Nilce “Nicinha” de Souza Magalhães was one of the leaders of the Movement of People Affected by Dams (MAB). MAB advocates for the rights of people affected by the construction of dams, and for energy sovereignty. Before her murder in 2016, Nicinha denounced human rights violations perpetrated by the consortium Sustainable Energy of Brazil (Energia Sustentável do Brasil – ESBR) in the construction of the Usina Hidrelétrica (UHE) in Jirau, Porto Velho.
Dilma Ferreira Silva was an activist with MAB in Pará, Brazil, killed along with her husband and other relatives. The Tucuruí hydro-power dam flooded Dilma’s city when the dam gates opened. After 30 years, she and her community haven’t received any kind of compensation for their losses. When asked by Amazonia Portal why she was a part of MAB in 2011, Dilma answered: “What gives us strength is the movement, is the struggle not to let what we have suffered to happen to others.”

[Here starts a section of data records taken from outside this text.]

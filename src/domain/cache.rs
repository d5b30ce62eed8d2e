//! Social verification cache entries.
//!
//! Memoizes a (user, platform, action, target) check for a short window
//! to avoid redundant external API calls. Rows are never evicted in the
//! background; correctness comes from checking `expires_at` on every
//! read. A stale or missing row simply forces a fresh provider check.

use chrono::{DateTime, Duration, Utc};
use serde::{Deserialize, Serialize};

use super::task::{SocialAction, SocialPlatform};

/// Default cache time-to-live in seconds (5 minutes).
pub const DEFAULT_CACHE_TTL_SECS: i64 = 300;

/// Natural key of a cache row (scoped per user by the store).
#[derive(Debug, Clone, PartialEq, Eq, Hash)]
pub struct CacheKey {
    /// Platform checked.
    pub platform: SocialPlatform,
    /// Action checked.
    pub action: SocialAction,
    /// Target handle or post ID.
    pub target_id: String,
}

impl CacheKey {
    /// Builds a key from platform, action, and target.
    #[must_use]
    pub fn new(platform: SocialPlatform, action: SocialAction, target_id: &str) -> Self {
        Self {
            platform,
            action,
            target_id: target_id.to_string(),
        }
    }
}

/// A memoized verification result.
#[derive(Debug, Clone, Serialize, Deserialize)]
pub struct CacheEntry {
    /// The memoized verdict.
    pub verified: bool,
    /// Metadata recorded when the check ran.
    pub verification_data: serde_json::Value,
    /// Entry is valid strictly before this instant.
    pub expires_at: DateTime<Utc>,
}

impl CacheEntry {
    /// Builds a fresh entry expiring `ttl_secs` from `now`.
    #[must_use]
    pub fn new(verified: bool, now: DateTime<Utc>, ttl_secs: i64) -> Self {
        Self {
            verified,
            verification_data: serde_json::json!({ "checked_at": now }),
            expires_at: now + Duration::seconds(ttl_secs),
        }
    }

    /// A hit is valid only while `expires_at > now`. An expired row is
    /// treated as a miss.
    #[must_use]
    pub fn is_fresh(&self, now: DateTime<Utc>) -> bool {
        self.expires_at > now
    }
}

#[cfg(test)]
mod tests {
    use super::*;

    #[test]
    fn entry_is_fresh_before_expiry() {
        let now = Utc::now();
        let entry = CacheEntry::new(true, now, DEFAULT_CACHE_TTL_SECS);
        assert!(entry.is_fresh(now));
        assert!(entry.is_fresh(now + Duration::seconds(DEFAULT_CACHE_TTL_SECS - 1)));
    }

    #[test]
    fn entry_is_stale_at_and_after_expiry() {
        let now = Utc::now();
        let entry = CacheEntry::new(false, now, DEFAULT_CACHE_TTL_SECS);
        assert!(!entry.is_fresh(now + Duration::seconds(DEFAULT_CACHE_TTL_SECS)));
        assert!(!entry.is_fresh(now + Duration::hours(1)));
    }

    #[test]
    fn key_distinguishes_actions_and_targets() {
        let follow = CacheKey::new(SocialPlatform::Twitter, SocialAction::Follow, "questhub");
        let like = CacheKey::new(SocialPlatform::Twitter, SocialAction::Like, "questhub");
        let other = CacheKey::new(SocialPlatform::Twitter, SocialAction::Follow, "elsewhere");
        assert_ne!(follow, like);
        assert_ne!(follow, other);
    }
}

Lesbia Yaneth Urquía Urquía, a member of COPINH (Civic Council of Popular and Indigenous Organizations of Honduras), was brutally killed just four months after the assassination of Berta Cáceres in 2016. Lesbia Yaneth defended the rights of Indigenous communities and opposed the privatization of rivers in La Paz, Honduras. Since the 2009 military coup in Honduras, over 100 environmental activists (including Indigenous Peoples, peasant leaders, and more) have been killed, and thousands criminalized and jailed.
These are some of the names we say today. We know of hundreds more – from Palestine, Guatemala, Honduras, Haiti, and everywhere people stand up for their rights. I remember the words from our partners the Landless Workers Movement which speak to the power and promise of the legacy of these human rights champions, and our responsibility to carry on:
The Xukuru Indigenous People, from northeast Brazil, say that when we lose a warrior, we do not bury her. We plant her. Because from her seeds will be born many other warriors. The seeds of the struggle for a better world, where the land is in the hands of the people who live and work it; where water and all natural resources are a heritage of peoples; where there is healthy food for all people; where there are no exploiters or exploited.
We now have the duty of watering that seed of struggle. Grow it, care for it. In each mobilization; in each march; in each land occupation; in every struggle; the seed and the presence of [our friend] will be with us.